Opera 28 februari 2010


Zondag 28 februari 2010, Muziektheater Amsterdam
De Nederlandse Opera

Wagner: Der fliegende Holländer

Holländer - Juha Uusitalo
Senta - Catherine Naglestad
Daland - Robert Lloyd
Erik - Marco Jentzsch
Koor van De Nederlandse Opera
Nederlands Philharmonisch Orkest o.l.v. Hartmut Haenchen

Het blijft een raar stuk, die Holländer. Je hoort stukjes Rossini, Von Weber, maar ook Parsifal klinkt er al in door. Probeer dat maar eens overtuigend ten gehore te brengen; dat is de ultieme opgave van de uitvoerenden van deze opera. Dat lukte bij DNO deze middag eigenlijk heel goed. Niet op alle fronten, maar wel op heel veel. Meest overtuigend en groots: het orkest onder leiding van voormalig chefdirigent Hartmut Haenchen. Een prachtige spanningsopbouw, transparantie en warmbloedigheid kenmerkten het orkestspel. Ook prachtig: de Senta van Naglestad: beheerst gezongen, intiem waar het moest, voluit waar het kon. Ook goed: de Erik van Jentzsch; dat is meestal een zwakbezette tenor die niet opgewassen is tegen de kleine maar veeleisende partij, maar Jentzsch vulde zijn rol juist zeer overtuigend in.

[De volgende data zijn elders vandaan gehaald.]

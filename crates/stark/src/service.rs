//! Supervisor that owns the queue, ledger and workers for one process.

use std::path::Path;
use std::sync::Arc;

use log::info;
use serde::Serialize;

use crate::config::{validate_config, Config};
use crate::error::{Result, StorageError};
use crate::history::{HistoryEvent, HistoryLedger};
use crate::intake::IngestionGate;
use crate::pipeline::{Pipeline, PipelineConfig};
use crate::worker::pool::WorkerPool;
use crate::worker::queue::JobQueue;

/// Answer to a health probe.
#[derive(Debug, Clone, Serialize, PartialEq, Eq)]
pub struct HealthReport {
    pub status: &'static str,
    pub queue_size: usize,
    pub workers: usize,
    pub history_len: usize,
}

/// Built once at startup; torn down with [`PrintService::shutdown`].
pub struct PrintService {
    queue: Arc<JobQueue>,
    ledger: Arc<HistoryLedger>,
    gate: IngestionGate,
    pool: WorkerPool,
    history_limit: usize,
}

impl PrintService {
    /// Starts the service with the external converter and spooler from config.
    pub fn start(config: &Config) -> Result<Self> {
        let pipeline = Pipeline::from_config(Arc::new(PipelineConfig::from_config(config)));
        Self::with_pipeline(config, pipeline)
    }

    /// Starts the service around a caller-built pipeline.
    pub fn with_pipeline(config: &Config, pipeline: Pipeline) -> Result<Self> {
        validate_config(config)?;
        ensure_directory(Path::new(&config.upload_directory))?;
        ensure_directory(pipeline.work_directory())?;

        let queue = Arc::new(JobQueue::new());
        let ledger = Arc::new(HistoryLedger::new(config.history.capacity));

        let gate = IngestionGate::new(
            &config.upload_directory,
            config.max_file_size_mb,
            Arc::clone(&queue),
            Arc::clone(&ledger),
        );
        let pool = WorkerPool::start(
            Arc::new(pipeline),
            Arc::clone(&queue),
            Arc::clone(&ledger),
            config.worker_count,
        )?;

        info!(
            "Print service ready: {} worker(s), uploads in {}",
            config.worker_count, config.upload_directory
        );

        Ok(Self {
            queue,
            ledger,
            gate,
            pool,
            history_limit: config.history.query_limit,
        })
    }

    pub fn gate(&self) -> &IngestionGate {
        &self.gate
    }

    pub fn ledger(&self) -> &Arc<HistoryLedger> {
        &self.ledger
    }

    /// Never blocks; the queue size may already be stale when read.
    pub fn health(&self) -> HealthReport {
        HealthReport {
            status: if self.queue.is_closed() {
                "shutting_down"
            } else {
                "ok"
            },
            queue_size: self.queue.depth(),
            workers: self.pool.worker_count(),
            history_len: self.ledger.len(),
        }
    }

    /// Most recent events, up to the configured query limit.
    pub fn history(&self) -> Vec<HistoryEvent> {
        self.ledger.recent(self.history_limit)
    }

    /// Stops accepting jobs, lets the workers drain what is already queued,
    /// and waits for them to exit.
    pub fn shutdown(self) {
        info!("Shutting down print service...");
        self.pool.shutdown();
        self.pool.wait();
        info!("Print service stopped");
    }
}

fn ensure_directory(path: &Path) -> std::result::Result<(), StorageError> {
    std::fs::create_dir_all(path).map_err(|source| StorageError::CreateDirectory {
        path: path.to_path_buf(),
        source,
    })
}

Robert Lloyd had door de regisseur een wat karikaturale presentatie van Daland toegemeten gekregen, maar hij zong met autoriteit en zijn stem herken je uit duidenzen. Juha Uusitalo zong de Holländer volgens het programmaboekje al in minimaal acht andere theaters, en hij beheerste zijn rol volledig. Toch vond ik zijn bariton wat licht. Dat kan liggen aan wat ik van cd-opnames van George London, Thomas Stewart en Theo Adam gewend ben. Binnen de conceptie van deze opera door Haenchen paste hij echter volledig: transparant, een overgang tussen Von Weber en het belcanto naar de grote zware Wagners. Mijn tweeslachtigheid ten opzichte van deze uitvoering betreft ook juist deze conceptie. Ik zou deze opera gewoon eens graag retrospectief-Wagneriaans horen: een volle Wotan-basbariton als Holländer en een Brünhillde/Isolde-sopraan als Senta en verder alles hard en veel. 'Die Frist ist um' is inhoudelijk en muzikaal de voorbode van de monoloog van Wotan in de tweede akte van Die Walküre; dan moet die slotnoot ook Wagneriaans-dramatisch voluit gaan in plaats van afgewogen gebalanceerd. Enfin, slechts kanttekeningen bij een verder prima voorstelling, met een geweldig zingend koor: hoe heerlijk toch altijd dat eerste kwartier van het derde bedrijf! De enscenering van Martin Kusej is modern, maar passend, ironisch en kleurrijk. Ik vind het altijd knap wanneer je met één toneelbeeld als basis verschillende situaties toch geloofwaardig kunt uitbeelden.

22 februari 2010

Bijzondere concerten 4


6 december 1986, Concertgebouw Amsterdam
Concertgebouworkest o.l.v. Eugen Jochum


Bruckner: Symfonie nr. 5

Na de hausse aan muziekbelevenissen aan het einde van de vorige en het begin van deze maand, nu tot het einde van de maand even niks. De aanschaf van een cd vormde de aanleiding mijn ooit begonnen serie 'bijzondere concerten' (uit de oude doos) een vervolg te geven. Ik kocht onlangs bij mijn Duitse cd-winkel JPC een live-opname van Bruckners Vijfde symfonie, uitgevoerd door het Concertgebouworkest o.l.v. Eugen Jochum. De opname betreft de registratie van het concert van donderdag 4 december 1986. Ik bezocht twee dagen later het volgende en laatste concert uit de reeks van drie. Dat was meteen Jochums laatste concert met het Concertgebouworkest; hij overleed op 26 maart 1987 op 84-jarige leeftijd. Er staan me nog veel beelden van dat memorabele concert voor ogen. Vlak voor de dirigent zou opkomen, ging de deur rechtsboven aan de trap open en kwam een verlaat studentenpaartje in galakostuum binnen - mensen begon lichtjes te klappen; er hing meteen een vrolijke sfeer in de zaal. Daarna van rechts onderin de oude Jochum, voor wie op de bok een brede zitbank was neergezet. Hij dirigeerde het hele stuk zittend; alleen bij de coda van de Finale ging hij staan. Alleen al daardoor bereikte hij dat het orkest nog krachtiger speelde, zoals in die coda de bedoeling is. Bij het luide slotapplaus kreeg Jochum geen bos bloemen, maar een fles witte wijn.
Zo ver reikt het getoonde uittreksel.